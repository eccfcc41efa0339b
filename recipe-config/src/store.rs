use std::fs;
use std::io::ErrorKind;
use std::path::{Path, PathBuf};
use std::sync::atomic::{AtomicBool, AtomicUsize, Ordering};

use parking_lot::Mutex;
use recipe_commons::StorageError;
use tracing::{debug, info};

use crate::command::Command;
use crate::seed::default_catalog;

/// Durable home of the command catalog.
///
/// The TUI calls [`CatalogStore::save`] after every catalog mutation and after
/// every run that updates a last-run timestamp.
pub trait CatalogStore: Send + Sync {
    fn load(&self) -> Result<Vec<Command>, StorageError>;

    fn save(&self, commands: &[Command]) -> Result<(), StorageError>;
}

/// Pretty-printed JSON file, seeded with the starter catalog when missing.
#[derive(Debug, Clone)]
pub struct JsonCatalogStore {
    path: PathBuf,
    seed_os: String,
}

impl JsonCatalogStore {
    pub fn new(path: impl Into<PathBuf>) -> Self {
        Self {
            path: path.into(),
            seed_os: std::env::consts::OS.to_string(),
        }
    }

    /// Seed with the starter catalog of another platform.
    pub fn with_seed_os(mut self, os: impl Into<String>) -> Self {
        self.seed_os = os.into();
        self
    }

    pub fn path(&self) -> &Path {
        &self.path
    }

    fn write_atomically(&self, data: &[u8]) -> Result<(), StorageError> {
        if let Some(parent) = self.path.parent() {
            fs::create_dir_all(parent)
                .map_err(|source| StorageError::io("creating catalog directory", parent, source))?;
        }

        let staging = self.path.with_extension("json.tmp");
        fs::write(&staging, data)
            .map_err(|source| StorageError::io("writing catalog", &staging, source))?;
        fs::rename(&staging, &self.path)
            .map_err(|source| StorageError::io("replacing catalog", &self.path, source))
    }
}

impl CatalogStore for JsonCatalogStore {
    fn load(&self) -> Result<Vec<Command>, StorageError> {
        let data = match fs::read(&self.path) {
            Ok(data) => data,
            Err(error) if error.kind() == ErrorKind::NotFound => {
                let seeded = default_catalog(&self.seed_os);
                info!(
                    path = %self.path.display(),
                    entries = seeded.len(),
                    "catalog missing; writing starter catalog"
                );
                self.save(&seeded)?;
                return Ok(seeded);
            }
            Err(source) => return Err(StorageError::io("reading catalog", &self.path, source)),
        };

        let commands: Vec<Command> =
            serde_json::from_slice(&data).map_err(|source| StorageError::Parse {
                path: self.path.clone(),
                source,
            })?;
        debug!(path = %self.path.display(), entries = commands.len(), "catalog loaded");
        Ok(commands)
    }

    fn save(&self, commands: &[Command]) -> Result<(), StorageError> {
        let data = serde_json::to_vec_pretty(commands).map_err(StorageError::Serialize)?;
        self.write_atomically(&data)?;
        debug!(path = %self.path.display(), entries = commands.len(), "catalog saved");
        Ok(())
    }
}

/// In-memory store for tests and dry runs. Saves can be made to fail to
/// exercise the "mutation kept, error shown" path.
#[derive(Debug, Default)]
pub struct MemoryCatalogStore {
    commands: Mutex<Vec<Command>>,
    fail_saves: AtomicBool,
    save_count: AtomicUsize,
}

impl MemoryCatalogStore {
    pub fn new(commands: Vec<Command>) -> Self {
        Self {
            commands: Mutex::new(commands),
            ..Self::default()
        }
    }

    pub fn set_fail_saves(&self, fail: bool) {
        self.fail_saves.store(fail, Ordering::SeqCst);
    }

    pub fn save_count(&self) -> usize {
        self.save_count.load(Ordering::SeqCst)
    }

    pub fn snapshot(&self) -> Vec<Command> {
        self.commands.lock().clone()
    }
}

impl CatalogStore for MemoryCatalogStore {
    fn load(&self) -> Result<Vec<Command>, StorageError> {
        Ok(self.snapshot())
    }

    fn save(&self, commands: &[Command]) -> Result<(), StorageError> {
        if self.fail_saves.load(Ordering::SeqCst) {
            return Err(StorageError::Rejected("saves are disabled".into()));
        }
        *self.commands.lock() = commands.to_vec();
        self.save_count.fetch_add(1, Ordering::SeqCst);
        Ok(())
    }
}

#[cfg(test)]
mod tests {
    use super::*;
    use pretty_assertions::assert_eq;

    #[test]
    fn missing_catalog_is_seeded_and_written() {
        let dir = tempfile::tempdir().unwrap();
        let path = dir.path().join("nested").join("commands.json");
        let store = JsonCatalogStore::new(&path).with_seed_os("linux");

        let loaded = store.load().unwrap();
        assert_eq!(loaded, default_catalog("linux"));
        assert!(path.exists());

        let reloaded = store.load().unwrap();
        assert_eq!(reloaded, loaded);
    }

    #[test]
    fn save_then_load_keeps_records() {
        let dir = tempfile::tempdir().unwrap();
        let store = JsonCatalogStore::new(dir.path().join("commands.json"));
        let commands = vec![
            Command::new("a", "Build", "cargo build")
                .with_shell(true)
                .with_working_dir("absolute", "${cwd}/crate"),
        ];

        store.save(&commands).unwrap();
        assert_eq!(store.load().unwrap(), commands);
        assert!(!dir.path().join("commands.json.tmp").exists());
    }

    #[test]
    fn corrupt_catalog_is_a_parse_error() {
        let dir = tempfile::tempdir().unwrap();
        let path = dir.path().join("commands.json");
        fs::write(&path, "{ not json").unwrap();

        let error = JsonCatalogStore::new(&path).load().unwrap_err();
        assert!(matches!(error, StorageError::Parse { .. }));
    }

    #[test]
    fn memory_store_can_reject_saves() {
        let store = MemoryCatalogStore::new(vec![Command::new("1", "a", "true")]);
        store.set_fail_saves(true);
        assert!(store.save(&[]).is_err());
        assert_eq!(store.snapshot().len(), 1);
        assert_eq!(store.save_count(), 0);

        store.set_fail_saves(false);
        store.save(&[]).unwrap();
        assert!(store.snapshot().is_empty());
        assert_eq!(store.save_count(), 1);
    }
}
+ + +
The problem: For the records above, state how many lines contain "PathBuf". Add nothing to the number.

Task response: 3